2011 Ashfield District Council election

All 33 seats to Ashfield District Council 17 seats needed for a majority
|  | First party | Second party | Third party |
| Party | Labour | Conservative | Liberal Democrats |

= 2011 Ashfield District Council election =

2011 UK local government election

Map of the results of the 2011 Ashfield council election. Labour in red, Liberal Democrats in yellow and Independents in grey.

The 2011 Ashfield District Council election took place on 5 May 2011 to elect members of Ashfield District Council in Nottinghamshire, England. The whole council was up for election and the Labour Party gained overall control of the council from no overall control.

==Background==
Before the 2011 election the Liberal Democrats formed the largest group on the council and following the 2007 election had led the council. However the Labour, independent and Conservative councillors joined together to oust the Liberal Democrats, Labour's John Knight then became the leader of the council. This lasted until the 2013 County Elections when due to a conflict with also being a Councillor at county level he stood down as leader. Since then the leader of Ashfield District Council has been Chris Baron.
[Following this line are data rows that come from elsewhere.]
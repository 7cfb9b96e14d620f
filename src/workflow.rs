//! Sequential mosaic workflow.
//!
//! Tiles are fetched strictly one at a time with a settling delay
//! between requests — politeness toward the tile server, not a
//! throughput concern. The workflow is an explicit state machine:
//!
//! ```text
//! Planning -> Fetching(0) -> ... -> Fetching(8) -> Assembling -> Done
//!                                                            \-> Failed
//! ```
//!
//! Every planned tile is attempted exactly once before assembly begins;
//! a tile that fails stays a hole in the mosaic. Abandoning the workflow
//! early is equivalent to the partial-coverage case.

use std::fs::{self, File};
use std::io::{self, BufWriter, Write};
use std::path::{Path, PathBuf};
use std::thread;
use std::time::Duration;

use tracing::{info, warn};

use crate::coords::{self, SkyPosition};
use crate::fetch::{is_cached_tile, TileFetcher};
use crate::mosaic::{self, Mosaic, MosaicError, DEFAULT_CROP_SIZE};
use crate::plan::{self, Tile, TilePlan, DEFAULT_ORDER};
use crate::survey::HipsSurvey;

/// Where the workflow currently is; diagnostic, updated as it runs.
#[derive(Debug, Clone, Copy, PartialEq, Eq)]
pub enum WorkflowState {
    Idle,
    Planning,
    Fetching(usize),
    Assembling,
    Done,
    Failed,
}

#[derive(Debug, Clone)]
pub struct WorkflowConfig {
    pub order: u8,
    pub survey: HipsSurvey,
    pub output_dir: PathBuf,
    pub crop_size: u32,
    /// Pause after each network fetch.
    pub settle_delay: Duration,
    /// Shorter pause after a cache hit.
    pub reuse_delay: Duration,
}

impl Default for WorkflowConfig {
    fn default() -> Self {
        WorkflowConfig {
            order: DEFAULT_ORDER,
            survey: HipsSurvey::default(),
            output_dir: PathBuf::from("mosaics"),
            crop_size: DEFAULT_CROP_SIZE,
            settle_delay: Duration::from_millis(500),
            reuse_delay: Duration::from_millis(100),
        }
    }
}

/// The mosaic engine's front door: owns the tile list for the duration
/// of a run, keeps the most recent result.
pub struct MosaicCreator<F: TileFetcher> {
    config: WorkflowConfig,
    fetcher: F,
    state: WorkflowState,
    target: Option<SkyPosition>,
    last_mosaic: Option<Mosaic>,
}

impl<F: TileFetcher> MosaicCreator<F> {
    pub fn new(fetcher: F, config: WorkflowConfig) -> Self {
        MosaicCreator {
            config,
            fetcher,
            state: WorkflowState::Idle,
            target: None,
            last_mosaic: None,
        }
    }

    pub fn state(&self) -> WorkflowState {
        self.state
    }

    pub fn config(&self) -> &WorkflowConfig {
        &self.config
    }

    /// Parse raw coordinate text and remember it as the current target.
    pub fn set_coordinates(&mut self, ra_text: &str, dec_text: &str, name: &str) -> SkyPosition {
        let target = coords::parse_position(ra_text, dec_text, name);
        info!(
            name,
            ra = target.ra_deg,
            dec = target.dec_deg,
            "target coordinates set"
        );
        self.target = Some(target.clone());
        target
    }

    pub fn target(&self) -> Option<&SkyPosition> {
        self.target.as_ref()
    }

    /// The most recently assembled mosaic, if any run has succeeded.
    pub fn last_mosaic(&self) -> Option<&Mosaic> {
        self.last_mosaic.as_ref()
    }

    /// Run the full workflow for `target`: plan, fetch each tile once,
    /// assemble, write the report. Returns the finished mosaic.
    pub fn create_mosaic(&mut self, target: &SkyPosition) -> Result<&Mosaic, MosaicError> {
        self.state = WorkflowState::Planning;
        fs::create_dir_all(&self.config.output_dir)?;

        let mut plan = plan::plan_grid(
            target,
            self.config.order,
            &self.config.survey,
            &self.config.output_dir,
        )
        .ok_or(MosaicError::InvalidOrder(self.config.order))?;

        info!(
            target = %target.name,
            order = plan.order,
            center_pixel = plan.center_pixel,
            "planned 3x3 tile grid"
        );

        for i in 0..plan.tiles.len() {
            self.state = WorkflowState::Fetching(i);
            let reused = self.acquire_tile(&mut plan.tiles[i]);
            let delay = if reused {
                self.config.reuse_delay
            } else {
                self.config.settle_delay
            };
            if !delay.is_zero() {
                thread::sleep(delay);
            }
        }

        self.state = WorkflowState::Assembling;
        match mosaic::assemble(&plan, self.config.crop_size) {
            Ok(mosaic) => {
                let report = self.report_path(&target.name);
                if let Err(e) = write_report(&plan, &report) {
                    warn!(path = %report.display(), error = %e, "report not written");
                }
                self.state = WorkflowState::Done;
                info!(
                    downloaded = plan.downloaded_count(),
                    size = self.config.crop_size,
                    "mosaic complete"
                );
                Ok(self.last_mosaic.insert(mosaic))
            }
            Err(e) => {
                self.state = WorkflowState::Failed;
                warn!(target = %target.name, error = %e, "mosaic assembly failed");
                Err(e)
            }
        }
    }

    /// Fill in one tile, preferring a validated local copy over the
    /// network. Returns true when the cache satisfied it.
    fn acquire_tile(&self, tile: &mut Tile) -> bool {
        if is_cached_tile(&tile.path) {
            match image::open(&tile.path) {
                Ok(img) => {
                    tile.image = Some(img.to_rgb8());
                    tile.downloaded = true;
                    info!(pixel = tile.pixel, path = %tile.path.display(), "reusing tile");
                    return true;
                }
                Err(e) => {
                    warn!(path = %tile.path.display(), error = %e, "cached tile unreadable");
                }
            }
        }

        match self.fetcher.fetch(&tile.url) {
            Ok(bytes) => match image::load_from_memory(&bytes) {
                Ok(img) => {
                    if let Err(e) = fs::write(&tile.path, &bytes) {
                        warn!(path = %tile.path.display(), error = %e, "tile not saved");
                    }
                    info!(
                        pixel = tile.pixel,
                        bytes = bytes.len(),
                        width = img.width(),
                        height = img.height(),
                        "tile downloaded"
                    );
                    tile.image = Some(img.to_rgb8());
                    tile.downloaded = true;
                }
                Err(e) => {
                    warn!(pixel = tile.pixel, error = %e, "tile bytes not decodable");
                }
            },
            Err(e) => {
                warn!(pixel = tile.pixel, url = %tile.url, error = %e, "tile fetch failed");
            }
        }
        false
    }

    pub fn report_path(&self, target_name: &str) -> PathBuf {
        self.config
            .output_dir
            .join(format!("{}_centered_report.txt", safe_name(target_name)))
    }

    pub fn mosaic_path(&self, target_name: &str) -> PathBuf {
        self.config
            .output_dir
            .join(format!("{}_centered_mosaic.png", safe_name(target_name)))
    }
}

/// Filesystem-safe form of a target name.
pub fn safe_name(name: &str) -> String {
    name.to_lowercase()
        .replace(' ', "_")
        .replace(['(', ')'], "")
}

/// Write the per-mosaic report: one delimited row per grid cell.
pub fn write_report(plan: &TilePlan, path: &Path) -> io::Result<()> {
    let file = File::create(path)?;
    let mut out = BufWriter::new(file);

    writeln!(out, "{} Coordinate-Centered Mosaic Report", plan.target.name)?;
    writeln!(
        out,
        "Target: RA {:.6} deg, Dec {:.6} deg, order {}",
        plan.target.ra_deg, plan.target.dec_deg, plan.order
    )?;
    writeln!(out)?;
    writeln!(
        out,
        "Grid_X,Grid_Y,HEALPix_Pixel,Tile_RA,Tile_Dec,Downloaded,ImageSize,Filename"
    )?;

    for tile in &plan.tiles {
        let (w, h) = tile
            .image
            .as_ref()
            .map(|img| img.dimensions())
            .unwrap_or((0, 0));
        writeln!(
            out,
            "{},{},{},{:.6},{:.6},{},{}x{},{}",
            tile.grid_x,
            tile.grid_y,
            tile.pixel,
            tile.sky.ra_deg,
            tile.sky.dec_deg,
            if tile.downloaded { "YES" } else { "NO" },
            w,
            h,
            tile.path.display()
        )?;
    }

    out.flush()
}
Before the election the Liberal Democrats had 13 councillors, compared to 10 independents, 9 Labour and 1 Conservative. Both the Labour and Liberal Democrat parties put up 33 candidates in the election, compared to 13 Conservatives, with 9 of the 13 Conservative candidates being in Hucknall, which was seen as the Conservatives best area. There were 9 seats to be contested over 4 wards in Hucknall all of which Labour returned all 9.

Three days before the election the national Labour leader Ed Miliband visited Kirkby in Ashfield to campaign in the local elections. He also visited Hucknall during his Labour leadership campaign in 2010.

==Election result==
The results had Labour gain 15 seats to win a majority on the council with 24 of the 33 seats. Both the independents and Liberal Democrats lost 7 seats, to fall to 3 and 6 seats respectively. Meanwhile, the only Conservative councillor, John Dymock, lost his seat in Hucknall North. Overall turnout in the election was slightly under 39%.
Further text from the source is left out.